Speaking of things wholly burnt up, my laptop burnt up via the fan. Hopefully they can fix it. I actually bought a new one from Dell but now it looks like they will fix the old one. Sparky lives another day (A name which I have just dubbed it just now, due to its fire-like tendencies)
So this past week we read Shemini where Nadav and Avihu, Aaron's eldest sons were killed by God for offering an alien fire. Also Kashrut laws a'plenty, but since I will be dealing with Kashrut ad nauseam in the coming days I will not focus on the main parasha (which I have already done in depth last year)
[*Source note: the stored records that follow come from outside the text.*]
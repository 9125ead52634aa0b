// src/generators/sampler.rs
use log::warn;

use crate::models::WeightedOption;
use super::random::RandomSource;

/// Removes and returns one option from `pool`, chosen with probability
/// `weight / total_weight`.
///
/// The pool is a scratch copy owned by the caller for the duration of one
/// password; successive calls never see an entry twice. Returns `None` when
/// the pool is empty. A pool whose total weight is not positive falls back
/// to a uniform pick.
pub fn sample_weighted<R: RandomSource + ?Sized>(
    pool: &mut Vec<WeightedOption>,
    rng: &mut R,
) -> Option<WeightedOption> {
    if pool.is_empty() {
        return None;
    }

    let total: f64 = pool.iter().map(|opt| opt.weight).sum();
    if !(total.is_finite() && total > 0.0) {
        warn!(
            "Weighted pool of {} entries has unusable total weight {}, picking uniformly",
            pool.len(),
            total
        );
        let index = rng.next_index(pool.len());
        return Some(pool.remove(index));
    }

    let mut threshold = rng.next_uniform() * total;
    let mut selected = 0;
    for (index, opt) in pool.iter().enumerate() {
        threshold -= opt.weight;
        if threshold <= 0.0 {
            selected = index;
            break;
        }
    }

    Some(pool.remove(selected))
}
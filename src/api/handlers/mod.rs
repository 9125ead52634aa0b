// src/api/handlers/mod.rs
pub mod generator;
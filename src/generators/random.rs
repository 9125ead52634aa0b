// src/generators/random.rs
use rand::Rng;
use rand_chacha::ChaCha20Rng;
use rand_core::{RngCore, SeedableRng};

/// Source of uniformly distributed values in `[0, 1)`.
///
/// Every draw made by the composers goes through this trait so tests can
/// seed or script the sequence.
pub trait RandomSource {
    fn next_uniform(&mut self) -> f64;

    /// Uniform index in `0..len`. `len` must be non-zero.
    fn next_index(&mut self, len: usize) -> usize {
        let index = (self.next_uniform() * len as f64) as usize;
        index.min(len.saturating_sub(1))
    }

    /// Uniform integer between `a` and `b`, both inclusive, in either order.
    fn next_in_range(&mut self, a: u32, b: u32) -> u32 {
        let (low, high) = (a.min(b), a.max(b));
        let span = (high - low) as usize + 1;
        low + self.next_index(span) as u32
    }

    /// `true` with probability `p`.
    fn next_bool(&mut self, p: f64) -> bool {
        self.next_uniform() < p
    }
}

/// Adapts any `rand` generator into a [`RandomSource`].
#[derive(Debug, Clone)]
pub struct RngSource<R = ChaCha20Rng> {
    rng: R,
}

impl<R: RngCore> RngSource<R> {
    pub fn new(rng: R) -> Self {
        Self { rng }
    }
}

impl RngSource<ChaCha20Rng> {
    pub fn from_entropy() -> Self {
        Self::new(ChaCha20Rng::from_entropy())
    }

    pub fn seeded(seed: u64) -> Self {
        Self::new(ChaCha20Rng::seed_from_u64(seed))
    }
}

impl<R: RngCore> RandomSource for RngSource<R> {
    fn next_uniform(&mut self) -> f64 {
        // Standard f64 sampling is uniform over [0, 1)
        self.rng.gen::<f64>()
    }
}

/// Replays a fixed list of uniforms, cycling when exhausted.
#[cfg(test)]
pub(crate) struct ScriptedSource {
    values: Vec<f64>,
    position: usize,
}

#[cfg(test)]
impl ScriptedSource {
    pub(crate) fn new(values: &[f64]) -> Self {
        Self {
            values: values.to_vec(),
            position: 0,
        }
    }
}

#[cfg(test)]
impl RandomSource for ScriptedSource {
    fn next_uniform(&mut self) -> f64 {
        let value = self.values[self.position % self.values.len()];
        self.position += 1;
        value
    }
}

#[cfg(test)]
mod tests {
    use super::*;

    #[test]
    fn uniforms_stay_in_unit_interval() {
        let mut source = RngSource::seeded(7);
        for _ in 0..10_000 {
            let value = source.next_uniform();
            assert!((0.0..1.0).contains(&value));
        }
    }

    #[test]
    fn seeded_sources_repeat() {
        let mut a = RngSource::seeded(42);
        let mut b = RngSource::seeded(42);
        let first: Vec<f64> = (0..16).map(|_| a.next_uniform()).collect();
        let second: Vec<f64> = (0..16).map(|_| b.next_uniform()).collect();
        assert_eq!(first, second);
    }

    #[test]
    fn uniforms_are_evenly_spread() {
        let mut source = RngSource::seeded(1234);
        let mut buckets = [0usize; 10];
        let draws = 100_000;
        for _ in 0..draws {
            buckets[source.next_index(10)] += 1;
        }
        for count in buckets {
            let share = count as f64 / draws as f64;
            assert!((share - 0.1).abs() < 0.01, "bucket share {share}");
        }
    }

    #[test]
    fn index_never_reaches_len() {
        let mut source = ScriptedSource::new(&[0.0, 0.999_999_999]);
        assert_eq!(source.next_index(5), 0);
        assert_eq!(source.next_index(5), 4);
    }

    #[test]
    fn range_is_inclusive() {
        let mut source = ScriptedSource::new(&[0.0, 0.999_999]);
        assert_eq!(source.next_in_range(10, 99), 10);
        assert_eq!(source.next_in_range(10, 99), 99);
    }

    #[test]
    fn inverted_range_is_reordered() {
        let mut source = ScriptedSource::new(&[0.0, 0.999_999]);
        assert_eq!(source.next_in_range(50, 20), 20);
        assert_eq!(source.next_in_range(50, 20), 50);
        assert_eq!(source.next_in_range(7, 7), 7);
    }
}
We also read as Maftir the mitzvah of the Red Heifer, the Parah Adumah, the prepared ashes of this cow will purify those who have the ultimate impurity, Tumat HaMet, coming in contact with a dead body. This, I believe, is the one ritual impurity that cannot be remedied by immersion in a mikvah bath and/or waiting in seclusion (something which will come up in the coming weeks in terms of the Metzora). It is near impossible to have the animal required for the mitzvah of Parah Aduma. I believe it has to be a perfectly red female (ie: no white hairs), be three years old without a single imperfection nor seeing a day of work in its life. The animal basically must be raised in order to fulfill this mitzvah. As I think about it, it is somewhat similar to trying to identify the messiah. There are so many requirements that eliminate so many possibilities. It is expensive to raise a cow, especially one that can never do work nor injure itself or be unhealthy. According to statistics I received in my halacha class last semester, it probably won't be an American cow -- very few cows in America are entirely healthy because of the way they are treated and what they are fed. The cows in Argentina however are considerably more likely to be glatt (ie: their lungs are completely healthy and therefore the rest of them is probably healthy. It is assumed that everyone in this day in age has Tumat Hamet. Whether you've been to a funeral or have been in a cemetary or a building with a dead body, or even been in an airplane that flies above a cemetery (because Tumat Hamet is the one impurity where the sky's the limit -- literally, there is no limit to how much death ascends to the heavens creating impurities. Nobody, Israelite or Kohen is considered free from this impurity and therefore nobody is able to ascend to the actual area of the Beit HaMikdash, the Holy Temple (though many will go to the outskirts of the Temple Mount, but only after going to the mikvah, not wearing leather shoes and abstaining from sexual relations between the mikvah and the ascent. The reason we read this maftir now is because the Pascal Lamb involves the pilgrimage to Jerusalem and an ascent to the Temple, which requires ritual purity.
I love the haftarah that corresponds to this maftir. "I will sprinkle upon you pure waters/waters of purity and will purify you of all your impurities and from all your idols I will purify you. And I will give to you a new heart and new soul I will give within you and will remove the heart of stone from your flesh and give you a fleshy heart. (and so forth from Ezekiel 36). Good stuff.
Shavuah Tov and may Hashem grant a Refuah Shleyma to Elan Shlomo ben Smadar.